Une collégienne décède après une attaque de chiens errants en Tunisie, un garçonnet tué par une meute en Algérie... les faits divers concernant les animaux errants sont nombreux au Maghreb, là où la rage fait encore des ravages.
Il y a quelques jours, c'est le parquet de Gabès, dans le sud-est de la Tunisie, qui a ouvert une enquête à la suite du décès d'une jeune fille de 16 ans, agressée par des chiens sur le chemin de l'école. Cette décision de la justice intervient alors que de nombreuses voix ne cessent de se plaindre de la forte augmentation du nombre de chiens errants dans la région. Des animaux qui peuvent notamment être exposés à la rage, l'une des plus anciennes maladies au monde qui continue de faire beaucoup de victimes.

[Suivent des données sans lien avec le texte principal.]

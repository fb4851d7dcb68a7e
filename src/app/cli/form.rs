use std::io::{ErrorKind, IsTerminal};

use clap::Args;
use dialoguer::{Error as DialoguerError, Input};

use super::results::print_prompts;
use crate::app::FormEdit;
use crate::app::api;
use crate::domain::{
    AppError, Mode, PromptRequest, ReturnFormat, Tone, persona_label, resolve_persona,
};

/// Form fields accepted by `set` and `generate`.
#[derive(Args, Debug, Default)]
pub struct FieldArgs {
    /// Your idea or request
    #[arg(short, long)]
    input: Option<String>,
    /// Generation mode: basic, quick, deep, few-shot, cot
    #[arg(short, long, value_parser = Mode::parse)]
    mode: Option<Mode>,
    /// Tone: default, formal, friendly, professional, casual
    #[arg(short, long, value_parser = Tone::parse)]
    tone: Option<Tone>,
    /// Persona preset (see `options`), a free-form clause, or "none"
    #[arg(short, long)]
    persona: Option<String>,
    /// Output format: plain, markdown, json
    #[arg(short, long, value_parser = ReturnFormat::parse)]
    format: Option<ReturnFormat>,
}

impl FieldArgs {
    fn into_edit(self) -> FormEdit {
        FormEdit {
            raw_input: self.input,
            mode: self.mode,
            tone: self.tone,
            persona: self.persona.as_deref().map(resolve_persona),
            return_format: self.format,
        }
    }
}

pub fn run_set(fields: FieldArgs) -> Result<(), AppError> {
    let edit = fields.into_edit();
    if edit.is_empty() {
        return api::form().map(|state| print_form(&state));
    }
    let state = api::edit_form(edit)?;
    println!("✅ Saved form");
    print_form(&state);
    Ok(())
}

pub fn run_generate(fields: FieldArgs) -> Result<(), AppError> {
    let mut edit = fields.into_edit();

    if edit.raw_input.is_none() && std::io::stdin().is_terminal() {
        let saved = api::form()?;
        if saved.raw_input.trim().is_empty() {
            match prompt_raw_input()? {
                Some(value) => edit.raw_input = Some(value),
                None => return Ok(()),
            }
        }
    }

    let prompts = api::generate(edit)?;
    println!("✅ Generated {} prompt(s)", prompts.len());
    print_prompts(&prompts, false);
    Ok(())
}

pub fn print_form(state: &PromptRequest) {
    let input =
        if state.raw_input.trim().is_empty() { "(empty)" } else { state.raw_input.as_str() };
    let persona = if state.persona.is_empty() { "None" } else { persona_label(&state.persona) };
    println!("Input:   {}", input);
    println!("Mode:    {}", state.mode.label());
    println!("Tone:    {}", state.tone.label());
    println!("Persona: {}", persona);
    println!("Format:  {}", state.return_format.label());
}

fn prompt_raw_input() -> Result<Option<String>, AppError> {
    match Input::new().with_prompt("Your idea or request").interact_text() {
        Ok(value) => Ok(Some(value)),
        Err(DialoguerError::IO(err)) if err.kind() == ErrorKind::Interrupted => Ok(None),
        Err(err) => Err(AppError::Validation(format!("Failed to read input: {}", err))),
    }
}
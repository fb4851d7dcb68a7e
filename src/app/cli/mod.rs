//! CLI Adapter.

mod form;
mod results;

use crate::app::Notice;
use crate::app::api::{self, ViewOutcome};
use crate::domain::{AppError, Mode, PERSONA_PRESETS, ReturnFormat, Tone, View};
use clap::{Parser, Subcommand};

#[derive(Parser)]
#[command(name = "prompteng")]
#[command(version)]
#[command(
    about = "Turn a rough idea into engineered prompts via a prompt-refinement backend",
    long_about = None
)]
struct Cli {
    #[command(subcommand)]
    command: Commands,
}

#[derive(Subcommand)]
enum Commands {
    /// Show which view a location resolves to
    View {
        /// Location to resolve (e.g. "/?view=prompt"); defaults to "/"
        #[arg(short, long)]
        location: Option<String>,
    },
    /// Enter the working view
    #[clap(visible_alias = "s")]
    Start {
        /// Current location; defaults to "/"
        #[arg(short, long)]
        location: Option<String>,
    },
    /// Return to the landing view
    Back {
        /// Current location; defaults to "/?view=prompt"
        #[arg(short, long)]
        location: Option<String>,
    },
    /// Show the current form state
    #[clap(visible_alias = "f")]
    Form,
    /// Edit form fields (each edit is saved immediately)
    Set {
        #[command(flatten)]
        fields: form::FieldArgs,
    },
    /// Submit the form and show the generated prompts
    #[clap(visible_alias = "g")]
    Generate {
        #[command(flatten)]
        fields: form::FieldArgs,
    },
    /// Show the last generated prompts
    #[clap(visible_alias = "r")]
    Results {
        /// Include stored explanations
        #[arg(short, long)]
        explanations: bool,
    },
    /// Copy one prompt to the clipboard
    #[clap(visible_alias = "c")]
    Copy {
        /// Prompt id as shown in results
        id: String,
    },
    /// Copy all prompts to the clipboard, separated by "---"
    CopyAll,
    /// Ask the backend to explain one prompt and store the explanation
    Explain {
        /// Prompt id as shown in results
        id: String,
    },
    /// List available modes, tones, personas, and formats
    Options,
}

/// Entry point for the CLI.
pub fn run() {
    crate::app::logging::init();
    let cli = Cli::parse();

    let result: Result<(), AppError> = match cli.command {
        Commands::View { location } => api::view(location.as_deref()).map(print_view),
        Commands::Start { location } => api::start(location.as_deref()).map(print_view),
        Commands::Back { location } => {
            let location = location.unwrap_or_else(|| "/?view=prompt".to_string());
            api::back(Some(&location)).map(print_view)
        }
        Commands::Form => api::form().map(|state| form::print_form(&state)),
        Commands::Set { fields } => form::run_set(fields),
        Commands::Generate { fields } => form::run_generate(fields),
        Commands::Results { explanations } => results::run_results(explanations),
        Commands::Copy { id } => results::run_copy(&id),
        Commands::CopyAll => results::run_copy_all(),
        Commands::Explain { id } => results::run_explain(&id),
        Commands::Options => {
            print_options();
            Ok(())
        }
    };

    if let Err(e) = result {
        eprintln!("Error: {}", Notice::from_error(&e));
        std::process::exit(1);
    }
}

fn print_view(outcome: ViewOutcome) {
    match outcome.view {
        View::Landing => println!("View: landing"),
        View::Working => println!("View: working"),
    }
    println!("Location: {}", outcome.location);
}

fn print_options() {
    println!("Modes:");
    for mode in Mode::ALL {
        println!("  {:<10} {}", mode.as_str(), mode.label());
    }
    println!("Tones:");
    for tone in Tone::ALL {
        println!("  {:<10} {}", tone.as_str(), tone.label());
    }
    println!("Personas:");
    for (key, label, _) in PERSONA_PRESETS {
        println!("  {:<20} {}", key, label);
    }
    println!("Formats:");
    for format in ReturnFormat::ALL {
        println!("  {:<10} {}", format.as_str(), format.label());
    }
}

La rage, toujours dangereuse
Causée par un virus de la famille des "rhabdovirus", la rage est transmise par la morsure ou la griffure de certains animaux sauvages ou domestiques, essentiellement les chiens. Ces derniers peuvent aussi transmettre la maladie par léchage ou contact avec une plaie. La manipulation d’animaux morts est également dangereuse et peut conduire à une transmission de la maladie. Seule bonne nouvelle : une personne infectée n’est pas contagieuse car la maladie ne se transmet pas de personne à personne. La rage se transmet uniquement de l’animal à l’homme.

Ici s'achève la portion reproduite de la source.